AI may reduce productivity until it’s good enough to really replace knowledge work

The scarcity of human workers means that labor becomes more expensive than capital, Kedrowski and Nolin say. When economies find themselves in this situation, they turn to automation to address labor shortages. In the past, prominent tech CEOs such as IBM’s Arvind Krishna and Google’s Eric Schmidt have also pointed to demographic trends in developed countries that support A case for AI innovation. The big difference about the coming wave of automation triggered by artificial intelligence is that it will primarily target jobs that involve “tacit knowledge.”others have done similar claimssaying that AI will appear first in white-collar jobs, a marked change from most types of innovation that have primarily impacted agriculture and industrial manufacturing.

The problem is, however, that some of these jobs are too complex to be automated by the current state of AI. “However, we are in a middle ground where AI can quickly replace large numbers of workers without providing compensation and broader productivity benefits,” the duo wrote road.
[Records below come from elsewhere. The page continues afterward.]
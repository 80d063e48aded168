//! API route configuration.

use crate::api::handlers::{
    delete_link_handler, list_links_handler, shorten_handler, stats_handler,
};
use crate::state::AppState;
use axum::{
    Router,
    routing::{delete, get},
};

/// Versioned REST routes, nested under `/api/v1`.
///
/// # Endpoints
///
/// - `POST   /urls`               - Shorten a URL
/// - `GET    /urls`               - List short URLs (paginated)
/// - `GET    /urls/{code}/stats`  - Click statistics for a short code
/// - `DELETE /urls/{code}`        - Delete a short URL
pub fn api_routes() -> Router<AppState> {
    Router::new()
        .route("/urls", get(list_links_handler).post(shorten_handler))
        .route("/urls/{code}", delete(delete_link_handler))
        .route("/urls/{code}/stats", get(stats_handler))
}
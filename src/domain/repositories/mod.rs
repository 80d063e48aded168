//! Repository trait definitions for the domain layer.
//!
//! Traits define the storage contract; implementations live in
//! `crate::infrastructure::persistence`. Mock implementations are generated
//! via `mockall` for unit tests.

pub mod url_repository;

pub use url_repository::UrlRepository;

#[cfg(test)]
pub use url_repository::MockUrlRepository;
This could create a world where some workers lose their jobs, causing them to lose their jobs, but the technology is still too rudimentary to produce meaningful productivity gains – making everyone worse off as workers lose their jobs while the economy remains depressed . “Not all waves of automation create jobs as quickly as they displace them,” Kodrowski and Norlin write. “And, more importantly for our purposes, not all waves of automation lead to bursts of productivity to compensate for displacement.”

This middle-ground innovation, which displaces workers without increasing productivity, is known as “so-so automation,” according to one company. Research Papers Two venture capitalists cited this. A recent example cited by Kedrosky and Norlin is the replacement of call center workers by generative AI that can answer customer service questions. Employees are not usually transferred to another part of the company; rather, they are transferred to other parts of the company. They are usually just fired. Customers will end up with a worse experience because if the AI ​​chatbot service representative is not provided with accurate and correct prompts, they may not get any useful advice, creating a lose-lose situation for everyone involved. “These goods and services will inevitably displace large numbers of people, but they will not drive human prosperity,” Kedrowski and Nolin wrote.

Kodlowski and Norlin’s fellow venture capitalist Marc Andreesen remain firm believers in AI’s productivity benefits. “Technology doesn’t destroy jobs, and never will,” Anderson wrote in a widely circulated essay. blog post He argues that even if AI does somehow take away every human job, that’s actually a good thing. “It would be a straight-up material utopia that neither Adam Smith nor Karl Marx could have dreamed of,” Anderson said of a world where artificial intelligence does all the labor.

A Report Consulting firm McKinsey appears to support the Andresen school of thought that AI will lead to productivity growth. The McKinsey study estimates productivity growth of 0.1% to 0.6% a year through 2040, although it acknowledges that part of the variance in its forecast depends on the economy’s ability to move unemployed workers into new jobs.

Complicating Kedrosky and Norlin’s thesis is that once a generation of workers is trained in AI, they may further displace existing workers who lack these skills. Whether this possibility boosts productivity, as higher-skilled workers displace less-skilled workers, or dents it through mass unemployment remains to be seen.

What both Kedrowski and Nolin believe they are convinced is that automation without “high productivity gains” would lead to “economic dislocation,” especially when workers are as hard to find as they are in the current labor market.

Kodrowski and Nolin argue that the next wave of AI innovation will be critical to helping the U.S. address the macro issues facing a shrinking workforce. Without it, the U.S. economy risks being the first to fall into a “labor wormhole” and risk being eaten alive. “If we want to escape the automation of the past few decades and compensate for the gravity that has dragged the American workforce down the wormhole, we need to look beyond the limits of current AI technology.”